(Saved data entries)

===============

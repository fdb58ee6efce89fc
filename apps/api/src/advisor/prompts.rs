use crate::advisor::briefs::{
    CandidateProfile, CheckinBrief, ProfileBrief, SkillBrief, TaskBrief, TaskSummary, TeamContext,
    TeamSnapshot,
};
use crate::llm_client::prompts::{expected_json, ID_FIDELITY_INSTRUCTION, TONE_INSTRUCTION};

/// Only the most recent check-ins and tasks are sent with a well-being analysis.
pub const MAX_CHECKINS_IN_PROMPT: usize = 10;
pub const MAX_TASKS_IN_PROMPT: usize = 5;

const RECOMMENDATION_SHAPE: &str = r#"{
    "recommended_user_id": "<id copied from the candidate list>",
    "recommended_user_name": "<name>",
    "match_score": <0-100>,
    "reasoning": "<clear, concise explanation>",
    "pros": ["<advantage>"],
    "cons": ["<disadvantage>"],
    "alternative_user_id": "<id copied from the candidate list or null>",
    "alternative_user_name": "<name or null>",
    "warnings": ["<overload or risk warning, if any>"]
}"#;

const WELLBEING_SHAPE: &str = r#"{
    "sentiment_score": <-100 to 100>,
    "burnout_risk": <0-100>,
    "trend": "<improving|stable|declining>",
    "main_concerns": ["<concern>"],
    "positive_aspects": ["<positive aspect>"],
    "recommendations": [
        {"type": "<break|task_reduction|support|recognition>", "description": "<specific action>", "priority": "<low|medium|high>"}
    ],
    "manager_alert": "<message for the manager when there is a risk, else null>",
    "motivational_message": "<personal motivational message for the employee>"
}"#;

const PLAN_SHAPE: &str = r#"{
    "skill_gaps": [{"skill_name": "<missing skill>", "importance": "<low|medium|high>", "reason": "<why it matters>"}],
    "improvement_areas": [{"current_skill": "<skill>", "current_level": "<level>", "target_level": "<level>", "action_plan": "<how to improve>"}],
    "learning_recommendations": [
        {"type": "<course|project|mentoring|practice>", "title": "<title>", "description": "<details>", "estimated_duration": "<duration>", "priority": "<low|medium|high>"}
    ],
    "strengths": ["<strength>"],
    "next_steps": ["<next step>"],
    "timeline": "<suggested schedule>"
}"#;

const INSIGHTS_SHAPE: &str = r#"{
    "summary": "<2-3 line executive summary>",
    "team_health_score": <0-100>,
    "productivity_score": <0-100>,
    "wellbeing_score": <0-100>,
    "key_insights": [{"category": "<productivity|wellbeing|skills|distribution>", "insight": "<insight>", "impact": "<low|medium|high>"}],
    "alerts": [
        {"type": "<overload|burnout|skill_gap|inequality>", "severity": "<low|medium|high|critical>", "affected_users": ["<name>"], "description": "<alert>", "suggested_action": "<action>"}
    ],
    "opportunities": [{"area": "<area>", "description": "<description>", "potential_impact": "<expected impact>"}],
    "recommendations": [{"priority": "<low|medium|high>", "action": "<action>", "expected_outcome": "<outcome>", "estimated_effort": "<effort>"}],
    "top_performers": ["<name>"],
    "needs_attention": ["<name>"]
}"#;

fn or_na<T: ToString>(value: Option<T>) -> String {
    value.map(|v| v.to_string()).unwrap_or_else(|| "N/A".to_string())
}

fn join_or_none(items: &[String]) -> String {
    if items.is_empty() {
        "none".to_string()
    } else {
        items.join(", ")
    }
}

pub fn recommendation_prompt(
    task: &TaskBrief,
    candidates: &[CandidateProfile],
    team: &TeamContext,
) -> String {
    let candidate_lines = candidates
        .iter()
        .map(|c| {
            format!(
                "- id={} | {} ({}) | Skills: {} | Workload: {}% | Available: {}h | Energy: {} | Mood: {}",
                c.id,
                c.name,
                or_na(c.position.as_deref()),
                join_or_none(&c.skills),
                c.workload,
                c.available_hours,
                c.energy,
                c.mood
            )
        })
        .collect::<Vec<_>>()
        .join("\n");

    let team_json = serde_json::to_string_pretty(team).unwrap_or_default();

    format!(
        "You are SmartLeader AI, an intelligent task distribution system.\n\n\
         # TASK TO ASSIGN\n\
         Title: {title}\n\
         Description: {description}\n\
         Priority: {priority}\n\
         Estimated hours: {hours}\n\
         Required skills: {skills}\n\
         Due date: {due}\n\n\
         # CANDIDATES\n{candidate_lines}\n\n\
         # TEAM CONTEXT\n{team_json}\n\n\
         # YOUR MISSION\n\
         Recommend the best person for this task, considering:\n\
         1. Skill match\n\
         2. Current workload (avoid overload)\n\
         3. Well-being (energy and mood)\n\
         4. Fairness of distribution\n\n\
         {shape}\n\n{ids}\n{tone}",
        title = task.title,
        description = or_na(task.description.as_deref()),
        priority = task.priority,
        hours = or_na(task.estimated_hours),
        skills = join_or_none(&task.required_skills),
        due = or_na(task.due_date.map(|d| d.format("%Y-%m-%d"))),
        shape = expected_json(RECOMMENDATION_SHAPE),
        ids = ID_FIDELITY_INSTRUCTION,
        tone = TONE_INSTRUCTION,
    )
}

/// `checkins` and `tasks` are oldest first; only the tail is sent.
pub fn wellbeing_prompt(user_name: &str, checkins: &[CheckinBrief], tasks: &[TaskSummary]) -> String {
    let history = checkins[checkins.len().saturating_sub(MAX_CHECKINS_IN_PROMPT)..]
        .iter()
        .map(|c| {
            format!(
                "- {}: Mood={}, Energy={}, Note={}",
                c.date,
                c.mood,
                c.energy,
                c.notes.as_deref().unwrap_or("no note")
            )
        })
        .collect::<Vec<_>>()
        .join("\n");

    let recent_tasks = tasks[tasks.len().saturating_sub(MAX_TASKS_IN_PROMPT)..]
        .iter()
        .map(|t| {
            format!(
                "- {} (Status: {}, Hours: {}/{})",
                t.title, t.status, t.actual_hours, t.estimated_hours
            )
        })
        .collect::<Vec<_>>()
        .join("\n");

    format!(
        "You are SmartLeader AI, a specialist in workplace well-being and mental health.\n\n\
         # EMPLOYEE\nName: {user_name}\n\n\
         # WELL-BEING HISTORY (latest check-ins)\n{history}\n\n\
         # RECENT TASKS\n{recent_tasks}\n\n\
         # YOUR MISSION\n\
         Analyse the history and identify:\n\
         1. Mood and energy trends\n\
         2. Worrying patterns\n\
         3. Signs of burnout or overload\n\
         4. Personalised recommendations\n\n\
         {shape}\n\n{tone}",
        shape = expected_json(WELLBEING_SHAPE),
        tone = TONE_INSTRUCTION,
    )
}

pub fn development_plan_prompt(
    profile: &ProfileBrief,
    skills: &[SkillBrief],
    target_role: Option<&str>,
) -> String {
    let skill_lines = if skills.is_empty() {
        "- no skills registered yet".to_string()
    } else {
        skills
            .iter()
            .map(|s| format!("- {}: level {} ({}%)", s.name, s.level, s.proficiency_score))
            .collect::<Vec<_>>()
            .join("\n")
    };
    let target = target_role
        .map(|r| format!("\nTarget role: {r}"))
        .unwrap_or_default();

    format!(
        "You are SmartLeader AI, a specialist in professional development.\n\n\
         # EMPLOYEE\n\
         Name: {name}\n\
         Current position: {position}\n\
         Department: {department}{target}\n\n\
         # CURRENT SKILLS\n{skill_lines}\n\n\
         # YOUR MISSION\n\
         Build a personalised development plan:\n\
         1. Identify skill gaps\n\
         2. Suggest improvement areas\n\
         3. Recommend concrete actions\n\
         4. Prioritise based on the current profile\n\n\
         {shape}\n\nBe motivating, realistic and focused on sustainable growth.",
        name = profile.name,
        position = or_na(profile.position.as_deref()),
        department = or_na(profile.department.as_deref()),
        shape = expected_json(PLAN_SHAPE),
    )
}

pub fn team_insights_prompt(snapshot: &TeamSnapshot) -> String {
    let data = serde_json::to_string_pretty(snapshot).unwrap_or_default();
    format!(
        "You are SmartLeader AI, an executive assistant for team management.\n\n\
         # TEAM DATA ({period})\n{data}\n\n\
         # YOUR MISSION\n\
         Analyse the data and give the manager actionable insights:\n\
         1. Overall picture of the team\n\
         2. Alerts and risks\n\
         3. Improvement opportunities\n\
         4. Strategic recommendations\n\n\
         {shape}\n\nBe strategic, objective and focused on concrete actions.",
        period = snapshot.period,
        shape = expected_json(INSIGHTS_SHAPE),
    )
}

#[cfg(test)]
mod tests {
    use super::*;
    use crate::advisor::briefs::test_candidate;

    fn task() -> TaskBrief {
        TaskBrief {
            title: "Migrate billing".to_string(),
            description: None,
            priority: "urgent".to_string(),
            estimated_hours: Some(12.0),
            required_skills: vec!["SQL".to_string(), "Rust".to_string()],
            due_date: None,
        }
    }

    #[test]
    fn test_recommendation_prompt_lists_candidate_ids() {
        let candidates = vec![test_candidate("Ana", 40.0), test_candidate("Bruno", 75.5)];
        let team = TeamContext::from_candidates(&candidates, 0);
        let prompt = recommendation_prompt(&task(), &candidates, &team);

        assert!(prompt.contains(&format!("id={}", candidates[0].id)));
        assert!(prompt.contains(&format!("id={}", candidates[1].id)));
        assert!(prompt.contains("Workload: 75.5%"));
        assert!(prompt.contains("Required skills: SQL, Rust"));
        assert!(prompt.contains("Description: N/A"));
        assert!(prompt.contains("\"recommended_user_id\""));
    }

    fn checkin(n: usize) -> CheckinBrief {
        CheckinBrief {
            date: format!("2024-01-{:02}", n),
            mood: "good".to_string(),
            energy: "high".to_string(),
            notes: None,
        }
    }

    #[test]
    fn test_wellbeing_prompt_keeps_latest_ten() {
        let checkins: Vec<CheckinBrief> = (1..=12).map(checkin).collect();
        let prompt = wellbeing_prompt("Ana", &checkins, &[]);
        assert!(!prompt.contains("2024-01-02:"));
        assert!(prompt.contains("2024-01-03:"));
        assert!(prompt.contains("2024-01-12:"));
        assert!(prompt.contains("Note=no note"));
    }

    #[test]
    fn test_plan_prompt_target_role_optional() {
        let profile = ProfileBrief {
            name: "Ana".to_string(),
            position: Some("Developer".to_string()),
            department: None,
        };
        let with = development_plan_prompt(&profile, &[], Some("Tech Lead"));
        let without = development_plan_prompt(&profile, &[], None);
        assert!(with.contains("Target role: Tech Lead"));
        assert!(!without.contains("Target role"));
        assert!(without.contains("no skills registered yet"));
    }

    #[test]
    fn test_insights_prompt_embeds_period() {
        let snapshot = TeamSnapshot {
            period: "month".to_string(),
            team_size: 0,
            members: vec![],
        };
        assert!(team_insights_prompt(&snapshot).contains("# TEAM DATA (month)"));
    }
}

===============

- [About this exercise] Using the data above, transcribe the lines that run from the line with "const WELLBEING_SHAPE: &str" to the line with "for the manager", both ends kept, and output nothing else.

- [Exercise solution]
const WELLBEING_SHAPE: &str = r#"{
    "sentiment_score": <-100 to 100>,
    "burnout_risk": <0-100>,
    "trend": "<improving|stable|declining>",
    "main_concerns": ["<concern>"],
    "positive_aspects": ["<positive aspect>"],
    "recommendations": [
        {"type": "<break|task_reduction|support|recognition>", "description": "<specific action>", "priority": "<low|medium|high>"}
    ],
    "manager_alert": "<message for the manager when there is a risk, else null>",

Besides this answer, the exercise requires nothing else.